pub mod attach;
pub mod author;
pub mod post;

use crate::now;

use author::Author;
use core::slice::Iter;
use post::Post;
//use crate::dialogue::{attach, author, post};
use rkyv::{Archive, Deserialize, Serialize};
use std::collections::HashMap;

use std::io::{Error, ErrorKind};

pub const MAX_BYTES: usize = 4000;

#[derive(Archive, Serialize, Deserialize, Debug)]
pub struct Dialogue {
    pub title: String,
    posts: Vec<Post>,
    authors: HashMap<u16, Author>,
    author_lookup: HashMap<String, u16>,
    last_timestamp: u32,
    last_author_id: u16,
}

impl Dialogue {
    pub fn new(title: &str) -> Self {
        let first_author_id = 0;
        let author = Author::new("me");
        let mut authors = HashMap::new();
        authors.insert(first_author_id, author);
        Self {
            title: title.to_string(),
            posts: Vec::<Post>::new(),
            authors: authors,
            author_lookup: HashMap::<String, u16>::new(),
            last_timestamp: now(),
            last_author_id: first_author_id + 1,
        }
    }

    // add a new post to the dialog
    // note: posts are sorted by timestamp, so:
    // - add post at beginning or end is fast (middle triggers a sort)
    // - if adding multiple posts then add oldest/newest last!
    pub fn post_add(
        &mut self,
        author: &str,
        timestamp: u32,
        text: &str,
        _attach_url: Option<&str>,
    ) -> Result<(), Error> {
        match self.author_id(author) {
            Some(author_id) => {
                let post = Post::new(
                    author_id, timestamp, text, None, // TODO implement
                );
                if self.posts.len() == 0 {
                    self.posts.push(post);
                    return Ok(());
                }
                let post_ts = post.timestamp();
                let first_ts = self.posts.first().map_or(0, |post| post.timestamp());
                let last_ts = self.posts.last().map_or(0, |post| post.timestamp());
                if post_ts >= last_ts {
                    self.posts.push(post);
                } else if post_ts < first_ts {
                    self.posts.insert(0, post);
                } else {
                    if (last_ts - post_ts) < (post_ts - first_ts) {
                        self.posts.push(post);
                    } else {
                        self.posts.insert(0, post);
                    }
                    self.posts.sort_by(|a, b| a.timestamp().cmp(&b.timestamp()));
                }
                Ok(())
            }
            None => Err(Error::new(ErrorKind::Other, "max authors exceeeded")),
        }
    }

    pub fn post_find(&self, author: &str, timestamp: u32) -> Option<usize> {
        if let Some(author_id) = self.author_lookup.get(author) {
            match self
                .posts
                .binary_search_by(|x| x.timestamp().cmp(&timestamp))
            {
                Ok(index) => {
                    // matched timestamp but maybe duplicates by different authors
                    for (id, post) in self.posts[..index].iter().rev().enumerate() {
                        if post.timestamp() != timestamp {
                            break;
                        }
                        if post.author_id() == *author_id {
                            return Some(id);
                        }
                    }
                    for (id, post) in self.posts[index..].iter().enumerate() {
                        if post.timestamp() != timestamp {
                            break;
                        }
                        if post.author_id() == *author_id {
                            return Some(id);
                        }
                    }
                    return None;
                }
                Err(_) => None::<usize>,
            };
        };
        None
    }

    pub fn posts(&self) -> Iter<Post> {
        return self.posts.iter();
    }

    pub fn author(&self, id: u16) -> Option<&Author> {
        self.authors.get(&id)
    }

    // get internal author_id for external author str
    pub fn author_id(&mut self, author: &str) -> Option<u16> {
        match self.author_lookup.get(author) {
            Some(id) => Some(*id),
            None => {
                if let Some(id) = self.author_id_next() {
                    self.authors.insert(id, Author::new(author));
                    self.author_lookup.insert(author.to_string(), id);
                    Some(id)
                } else {
                    None
                }
            }
        }
    }

    // assign the next available interanl author_id
    fn author_id_next(&mut self) -> Option<u16> {
        if self.last_author_id < u16::max_value() {
            self.last_author_id += 1;
            Some(self.last_author_id)
        } else {
            None
        }
    }
}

= = = =

● **Exercise goal**
Print only the lines running from the one with "external author str" to the final line of the data above, each exactly as it appears.

● **Answer section**
    // get internal author_id for external author str
    pub fn author_id(&mut self, author: &str) -> Option<u16> {
        match self.author_lookup.get(author) {
            Some(id) => Some(*id),
            None => {
                if let Some(id) = self.author_id_next() {
                    self.authors.insert(id, Author::new(author));
                    self.author_lookup.insert(author.to_string(), id);
                    Some(id)
                } else {
                    None
                }
            }
        }
    }

    // assign the next available interanl author_id
    fn author_id_next(&mut self) -> Option<u16> {
        if self.last_author_id < u16::max_value() {
            self.last_author_id += 1;
            Some(self.last_author_id)
        } else {
            None
        }
    }
}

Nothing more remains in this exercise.